Even when the parties agree they still can’t read the room, as evidenced by the bipartisan “heart health checks” announced in February. These checks don’t represent any extra funding for primary care, just a different way to categorise visits and more admin for GPs. The policy illustrates a politician’s reductionist view of healthcare. They sell piecemeal interventions that address single aspects of human health, which is like prescribing the latest superfood as a solution to obesity. It’s a good way to win votes, but it’s an expensive way of mopping up the overflowing bathwater, especially when GPs have the skill required to turn off the tap. When appropriately funded, GPs perform holistic assessments and provide patient-centred and drug free interventions. We also order fewer expensive MRIs.
This high value medicine that GPs offer represents a complete paradigm shift for both parties. If their goal is simply to save money, it’s been repeatedly proven that a government needs to put it into primary care. If their goals include improving population health, reducing untimely death and minimising the environmental impact of healthcare, they still need to put the money into primary care. But neither party has any use for healthcare founded on community and continuity. An experienced doctor embedded in a community who sends their kids to the local school and buys groceries from their own patients is of great value to that town, but no electoral benefit for anyone else. To state the obvious, these parties don’t want to save lives. They don’t even want to save money. They want to win votes, which requires an entirely different approach.

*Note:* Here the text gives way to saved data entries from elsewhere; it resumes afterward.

impl AppliedFilters {
    /// Creates an empty filter set.
    #[must_use]
    pub fn new() -> Self {
        Self::default()
    }

    /// Number of active criteria, as counted by the toggle table.
    #[must_use]
    pub const fn length(&self) -> usize {
        self.length
    }

    /// Returns true if the set compiles to an empty expression.
    #[must_use]
    pub fn is_empty(&self) -> bool {
        self.bounding_box.is_none()
            && self.range_filters.entries.is_empty()
            && self
                .string_filters
                .iter()
                .all(|(_, values)| values.entries.is_empty())
    }

    /// Cycles `value` of `facet` through unset, include and exclude.
    ///
    /// Returns the new state.
    pub fn apply_string_filter(&mut self, facet: &str, value: &str) -> Option<StringFilterStatus> {
        let values = self.string_filters.get_or_insert_with(facet, Ordered::default);
        let transition = StringFilterStatus::toggle(values.get(value).copied());

        match transition.next {
            Some(status) => {
                values.insert(value, status);
            },
            None => {
                values.remove(value);
            },
        }
        self.length = self.length.saturating_add_signed(transition.length_delta);

        tracing::trace!(facet, value, state = ?transition.next, length = self.length, "toggled facet value");
        transition.next
    }

    /// Sets whether included values of `facet` must all match.
    ///
    /// With `None` the current setting is flipped. Returns the new setting.
    pub fn include_all(&mut self, facet: &str, include_all: Option<bool>) -> bool {
        let include_all = include_all.unwrap_or_else(|| !self.include_all.contains(facet));
        if include_all {
            self.include_all.insert(facet.to_string());
        } else {
            self.include_all.remove(facet);
        }
        include_all
    }

    /// Returns true if included values of `facet` must all match.
    #[must_use]
    pub fn includes_all(&self, facet: &str) -> bool {
        self.include_all.contains(facet)
    }

    /// Sets or replaces the range of `facet`.
    ///
    /// Only the first range of a facet counts towards [`Self::length`].
    pub fn apply_range_filter(&mut self, facet: &str, range: FacetRange) {
        if self.range_filters.insert(facet, range).is_none() {
            self.length += 1;
        }
    }

    /// Sets the geographic bounding box.
    ///
    /// Every call counts towards [`Self::length`], even when replacing a box.
    pub fn apply_bounding_box(&mut self, bounding_box: GeoBoundingBox) {
        self.length += 1;
        self.bounding_box = Some(bounding_box);
    }

    /// Returns a copy of this set without any criteria on `facet`.
    ///
    /// String values, ranges and the include-all flag of `facet` are dropped;
    /// everything else, the bounding box included, is carried over. The
    /// counter is reduced by what `facet` contributed to it.
    ///
    /// Unlike a fresh set, the copy keeps the counter and the include-all
    /// flags of the remaining facets, so it compiles to the same criteria
    /// minus `facet`.
    #[must_use]
    pub fn without(&self, facet: &str) -> Self {
        let mut derived = self.clone();

        let mut contributed = 0;
        if let Some(values) = derived.string_filters.remove(facet) {
            contributed += values
                .iter()
                .filter(|(_, status)| **status == StringFilterStatus::Exclude)
                .count();
        }
        if derived.range_filters.remove(facet).is_some() {
            contributed += 1;
        }
        derived.include_all.remove(facet);
        derived.length = derived.length.saturating_sub(contributed);
        derived
    }

    /// Returns true if `value` of `facet` is included or excluded.
    ///
    /// Lookups are read-only: querying a facet does not register it, so the
    /// compiled facet order follows the order in which filters were applied,
    /// not the order in which facets were first inspected.
    #[must_use]
    pub fn is_value_applied(&self, facet: &str, value: &str) -> bool {
        self.status(facet, value).is_some()
    }

    /// Returns the marker recorded for `value` of `facet`.
    #[must_use]
    pub fn status(&self, facet: &str, value: &str) -> Option<StringFilterStatus> {
        self.string_filters
            .get(facet)
            .and_then(|values| values.get(value))
            .copied()
    }

    /// Returns the range applied to `facet`.
    #[must_use]
    pub fn range(&self, facet: &str) -> Option<FacetRange> {
        self.range_filters.get(facet).copied()
    }

    /// Returns true if `facet` has a range.
    #[must_use]
    pub fn has_range(&self, facet: &str) -> bool {
        self.range_filters.contains(facet)
    }

    /// Returns the bounding box, if any.
    #[must_use]
    pub const fn bounding_box(&self) -> Option<&GeoBoundingBox> {
        self.bounding_box.as_ref()
    }

    /// Compiles the criteria with `syntax`.
    ///
    /// String facets come first, then ranges, each in the order the facet was
    /// first used. The bounding box is appended last. All parts sit in one
    /// flat `AND` chain; only a facet part that is itself a conjunction is
    /// parenthesised.
    pub fn compile<S: FilterSyntax + ?Sized>(&self, syntax: &S) -> Expression {
        let mut parts = Vec::new();

        for (facet, values) in self.string_filters.iter() {
            let mut included = Vec::new();
            let mut excluded = Vec::new();
            for (value, status) in values.iter() {
                match status {
                    StringFilterStatus::Include => included.push(value),
                    StringFilterStatus::Exclude => excluded.push(value),
                }
            }

            let mut facet_parts = Vec::new();
            if !included.is_empty() {
                facet_parts.push(if self.include_all.contains(facet) {
                    syntax.all_of(facet, &included)
                } else {
                    syntax.any_of(facet, &included)
                });
            }
            if !excluded.is_empty() {
                facet_parts.push(syntax.none_of(facet, &excluded));
            }
            parts.push(syntax.and(facet_parts));
        }

        for (facet, (min, max)) in self.range_filters.iter() {
            parts.push(syntax.between(facet, *min, *max));
        }

        if let Some(bounding_box) = &self.bounding_box {
            parts.push(syntax.within_bounding_box(bounding_box));
        }

        syntax.and(parts)
    }
}

impl fmt::Display for AppliedFilters {
    fn fmt(&self, f: &mut fmt::Formatter<'_>) -> fmt::Result {
        write!(f, "{}", self.compile(&MeilisearchSyntax))
    }
}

A memo produced by the Department of the Prime Minister and Cabinet details this strategy. The memo, “the value of statistical life,” contains instructions to guide the governing party in implementing the recommendations of expert groups, like doctors.

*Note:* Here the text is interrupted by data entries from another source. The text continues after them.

//! # Searchdeck
//!
//! Administration toolkit for Meilisearch-compatible search engines.
//!
//! Searchdeck wraps a search engine's HTTP API with the data-flow pieces an
//! admin console needs: demand-driven pagination over documents, a facet
//! filter model that compiles to filter expressions, bulk export and import,
//! and tracking of long-running server-side tasks.
//!
//! ## Features
//!
//! - Lazy paginated collections with bounded lookahead and exact item caps
//! - Tri-state facet filters, numeric ranges and geo bounding boxes
//! - JSON and NDJSON document export, chunked document import
//! - Task polling with timeouts, index duplication and renaming
//! - Tenant token construction for scoped search keys
//!
//! ## Example
//!
//! ```rust,ignore
//! use searchdeck::{AppliedFilters, LazyCollection, LazyCollectionOptions};
//!
//! let mut filters = AppliedFilters::new();
//! filters.apply_string_filter("genre", "drama");
//! filters.apply_range_filter("year", (1990.0, 1999.0));
//! assert_eq!(filters.to_string(), r#"genre IN ["drama"] AND year 1990 TO 1999"#);
//!
//! let collection = LazyCollection::new(retriever, LazyCollectionOptions::default());
//! let documents = collection.to_array().await?;
//! ```

#![deny(clippy::all)]
#![warn(clippy::pedantic)]
#![warn(clippy::nursery)]
#![warn(missing_docs)]
#![forbid(unsafe_code)]
#![allow(clippy::multiple_crate_versions)]

use thiserror::Error as ThisError;

pub mod client;
pub mod collections;
pub mod config;
pub mod filters;
pub mod io;
pub mod observability;
pub mod services;
pub mod utils;

pub use client::{Document, DocumentsPage, DocumentsQuery, EnqueuedTask, SearchClient, Task};
pub use collections::{LazyCollection, LazyCollectionOptions, Page, Retriever, process_by_chunks};
pub use config::AppConfig;
pub use filters::{AppliedFilters, FilterSyntax, GeoBoundingBox, MeilisearchSyntax, StringFilterStatus};
pub use services::{TaskOutcome, TaskProcessor, TaskStatus};

/// Error type for searchdeck operations.
///
/// # Error Variant Triggers
///
/// | Variant | Raised When |
/// |---------|-------------|
/// | `InvalidInput` | Malformed durations, unknown formats, bad CLI arguments |
/// | `OperationFailed` | I/O errors, serialization failures, transport errors |
/// | `Api` | The search engine answered with a non-success HTTP status |
/// | `TaskFailed` | A task reached `failed` or `canceled` during an index operation |
/// | `Timeout` | Waiting for tasks exceeded the configured timeout |
#[derive(Debug, ThisError)]
pub enum Error {
    /// Invalid input was provided.
    #[error("invalid input: {0}")]
    InvalidInput(String),

    /// An operation failed.
    ///
    /// Raised when:
    /// - Filesystem I/O errors occur
    /// - JSON encoding or decoding fails
    /// - The HTTP transport cannot reach the search engine
    #[error("operation '{operation}' failed: {cause}")]
    OperationFailed {
        /// The operation that failed.
        operation: String,
        /// The underlying cause.
        cause: String,
    },

    /// The search engine rejected a request.
    #[error("search engine error ({status}): {message}")]
    Api {
        /// HTTP status code.
        status: u16,
        /// Engine error code (e.g. `index_not_found`), when provided.
        code: Option<String>,
        /// Human-readable message.
        message: String,
    },

    /// A server-side task did not succeed.
    #[error("task {uid} ended as {status}: {reason}")]
    TaskFailed {
        /// Task identifier.
        uid: u64,
        /// Final task status.
        status: String,
        /// Failure reason reported by the engine, or the operation name.
        reason: String,
    },

    /// Waiting for a server-side task exceeded its timeout.
    #[error("timed out after {elapsed_ms}ms waiting for task {uid}")]
    Timeout {
        /// Task identifier.
        uid: u64,
        /// Time spent waiting.
        elapsed_ms: u64,
    },
}

impl Error {
    /// Shorthand for [`Error::OperationFailed`].
    pub fn operation(operation: &str, cause: impl ToString) -> Self {
        Self::OperationFailed {
            operation: operation.to_string(),
            cause: cause.to_string(),
        }
    }
}

/// Result type alias for searchdeck operations.
pub type Result<T> = std::result::Result<T, Error>;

The memo states that the dollar value of a human life in a few years time is less than the dollar value of a human life today. The government has a formalised process for determining your fiscal value, and you are far less valuable on the other side of two elections than today. This how they decide where to put money. It’s hard to imagine anything more antithetical to preventive care.
As Richard Denniss, chief economist at the Australia Institute wrote, “It’s not that they [governments] don’t know it [preventive care] works. They just don’t think saving lots of lives in 40 years’ time is very valuable.”

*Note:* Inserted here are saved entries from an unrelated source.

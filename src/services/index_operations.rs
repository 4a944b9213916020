//! Index duplication and renaming.
//!
//! Both operations are sequences of engine tasks. Each step waits for its
//! task and any step that does not succeed aborts the operation.
//!
//! | Operation | Steps |
//! |-----------|-------|
//! | duplicate | create target, copy settings, copy documents in chunks |
//! | rename | create target, swap source and target, delete source |

use crate::client::{SearchClient, TaskStatus};
use crate::collections::process_by_chunks;
use crate::io::{ExportOptions, export_documents};
use crate::services::TaskProcessor;
use crate::services::tasks::task_failed;
use crate::{Error, Result};
use std::sync::Mutex;
use std::time::Duration;

/// Page size used to read the source index while duplicating.
pub const DUPLICATE_BATCH_SIZE: usize = 5000;

/// Documents per `add_documents` request while duplicating.
pub const DUPLICATE_CHUNK_SIZE: usize = 5000;

/// Time allowed per document task while duplicating.
pub const DOCUMENT_TASK_TIMEOUT: Duration = Duration::from_secs(5 * 60);

/// Default target of [`IndexOperations::duplicate_index`].
#[must_use]
pub fn default_copy_uid(index_uid: &str) -> String {
    format!("{index_uid}-copy")
}

/// Default target of [`IndexOperations::rename_index`].
#[must_use]
pub fn default_rename_uid(index_uid: &str) -> String {
    format!("{index_uid}-new")
}

/// Outcome of a completed index operation.
#[derive(Debug, Clone, PartialEq, Eq)]
pub struct IndexOperationResult {
    /// Uid of the index that now holds the data.
    pub index_uid: String,
    /// Number of documents copied; zero for renames.
    pub documents: usize,
}

/// Orchestrates multi-task index operations.
pub struct IndexOperations<'a, C> {
    processor: TaskProcessor<'a, C>,
}

impl<'a, C: SearchClient> IndexOperations<'a, C> {
    /// Creates the service. `processor` decides polling and per-step timeouts.
    #[must_use]
    pub const fn new(processor: TaskProcessor<'a, C>) -> Self {
        Self { processor }
    }

    fn check_target(source: &str, target: &str) -> Result<()> {
        if target.trim().is_empty() {
            return Err(Error::InvalidInput("target index uid is empty".to_string()));
        }
        if source == target {
            return Err(Error::InvalidInput(format!(
                "target index must differ from source `{source}`"
            )));
        }
        Ok(())
    }

    /// Copies `source` into a new index.
    ///
    /// The target defaults to `{source}-copy` and is created with the source
    /// primary key and settings before documents are copied.
    ///
    /// # Errors
    ///
    /// [`Error::InvalidInput`] for a bad target, [`Error::TaskFailed`] or
    /// [`Error::Timeout`] when a step does not succeed, and request errors.
    #[tracing::instrument(skip(self))]
    pub async fn duplicate_index(&self, source: &str, target: Option<&str>) -> Result<IndexOperationResult> {
        let target = target.map_or_else(|| default_copy_uid(source), ToString::to_string);
        Self::check_target(source, &target)?;
        let client = self.processor.client();

        let info = client.get_index(source).await?;
        self.processor
            .process_ok(client.create_index(&target, info.primary_key.as_deref()))
            .await?;

        let settings = client.get_settings(source).await?;
        self.processor
            .process_ok(client.update_settings(&target, &settings))
            .await?;

        let exporter = export_documents(
            client,
            source,
            &ExportOptions::default().with_batch_size(DUPLICATE_BATCH_SIZE),
        );
        let enqueued_uids = Mutex::new(Vec::new());
        let uids = &enqueued_uids;
        let target_uid = target.as_str();
        let documents = process_by_chunks(
            exporter.stream(),
            move |chunk| async move {
                let enqueued = client.add_documents(target_uid, &chunk, None).await?;
                uids.lock()
                    .map_err(|_| Error::operation("duplicate_index", "lock poisoned"))?
                    .push(enqueued.task_uid);
                Ok(())
            },
            DUPLICATE_CHUNK_SIZE,
        )
        .await?;
        let task_uids = enqueued_uids
            .into_inner()
            .map_err(|_| Error::operation("duplicate_index", "lock poisoned"))?;

        let timeout =
            DOCUMENT_TASK_TIMEOUT.saturating_mul(u32::try_from(task_uids.len()).unwrap_or(u32::MAX));
        let tasks = self.processor.wait_for_tasks(&task_uids, timeout).await?;
        if let Some(task) = tasks.iter().find(|t| t.status != TaskStatus::Succeeded) {
            tracing::warn!(source, target = %target, task_uid = task.uid, "document copy failed");
            return Err(task_failed(task));
        }

        tracing::info!(source, target = %target, documents, "index duplicated");
        Ok(IndexOperationResult {
            index_uid: target,
            documents,
        })
    }

    /// Renames `source` by swapping it into a new index.
    ///
    /// The target defaults to `{source}-new`. After the swap the old uid is
    /// deleted.
    ///
    /// # Errors
    ///
    /// [`Error::InvalidInput`] for a bad target, [`Error::TaskFailed`] or
    /// [`Error::Timeout`] when a step does not succeed, and request errors.
    #[tracing::instrument(skip(self))]
    pub async fn rename_index(&self, source: &str, target: Option<&str>) -> Result<IndexOperationResult> {
        let target = target.map_or_else(|| default_rename_uid(source), ToString::to_string);
        Self::check_target(source, &target)?;
        let client = self.processor.client();

        let info = client.get_index(source).await?;
        self.processor
            .process_ok(client.create_index(&target, info.primary_key.as_deref()))
            .await?;
        self.processor
            .process_ok(client.swap_indexes(source, &target))
            .await?;
        self.processor
            .process_ok(client.delete_index(source))
            .await?;

        tracing::info!(source, target = %target, "index renamed");
        Ok(IndexOperationResult {
            index_uid: target,
            documents: 0,
        })
    }
}

#[cfg(test)]
mod tests {
    use super::*;
    use crate::client::{Document, InMemoryClient};
    use serde_json::json;

    fn seeded(n: usize) -> InMemoryClient {
        let documents: Vec<Document> = (0..n)
            .map(|i| json!({"id": i}).as_object().cloned().unwrap())
            .collect();
        InMemoryClient::new().with_index("movies", Some("id"), documents)
    }

    #[test]
    fn test_default_targets() {
        assert_eq!(default_copy_uid("movies"), "movies-copy");
        assert_eq!(default_rename_uid("movies"), "movies-new");
    }

    #[tokio::test]
    async fn test_duplicate_copies_documents_and_key() {
        let client = seeded(3);
        let operations = IndexOperations::new(TaskProcessor::new(&client));

        let result = operations.duplicate_index("movies", None).await.unwrap();

        assert_eq!(result.index_uid, "movies-copy");
        assert_eq!(result.documents, 3);
        assert_eq!(client.documents("movies-copy"), client.documents("movies"));
        let info = client.get_index("movies-copy").await.unwrap();
        assert_eq!(info.primary_key.as_deref(), Some("id"));
    }

    #[tokio::test]
    async fn test_duplicate_into_existing_index_fails() {
        let client = seeded(1).with_index("taken", None, Vec::new());
        let operations = IndexOperations::new(TaskProcessor::new(&client));

        let err = operations.duplicate_index("movies", Some("taken")).await.unwrap_err();

        assert!(matches!(err, Error::TaskFailed { .. }));
    }

    #[tokio::test]
    async fn test_rename_moves_index() {
        let client = seeded(2);
        let operations = IndexOperations::new(TaskProcessor::new(&client));

        let result = operations.rename_index("movies", Some("films")).await.unwrap();

        assert_eq!(result.index_uid, "films");
        assert_eq!(client.index_uids(), vec!["films".to_string()]);
        assert_eq!(client.documents("films").len(), 2);
    }

    #[tokio::test]
    async fn test_same_target_is_rejected() {
        let client = seeded(1);
        let operations = IndexOperations::new(TaskProcessor::new(&client));

        let err = operations.rename_index("movies", Some("movies")).await.unwrap_err();

        assert!(matches!(err, Error::InvalidInput(_)));
        assert_eq!(client.task_count(), 0);
    }
}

Both parties did their part in starving our health system, and if either is serious about reviving it, they will start by re-injecting the billion dollars sucked out of general practice. They will increase rebates by 10% over two years, to offset the pause of 2% indexation multiplied by five years. Going forward, they will index the rebates at health CPI rather than wage index, to reflect the reality of medical inflation. They will, under the direction of practicing GPs, reform the funding model of mental health and chronic disease, the two most expensive and time-consuming areas.
Most of all, they will listen to those on the frontline. RACGP president Harry Nespolon has called on GPs around Australia to make clear to our patients how both parties are failing us all. GPs speak to two million Australians per week. If only we had a party to recommend who will give primary care the nourishment it needs.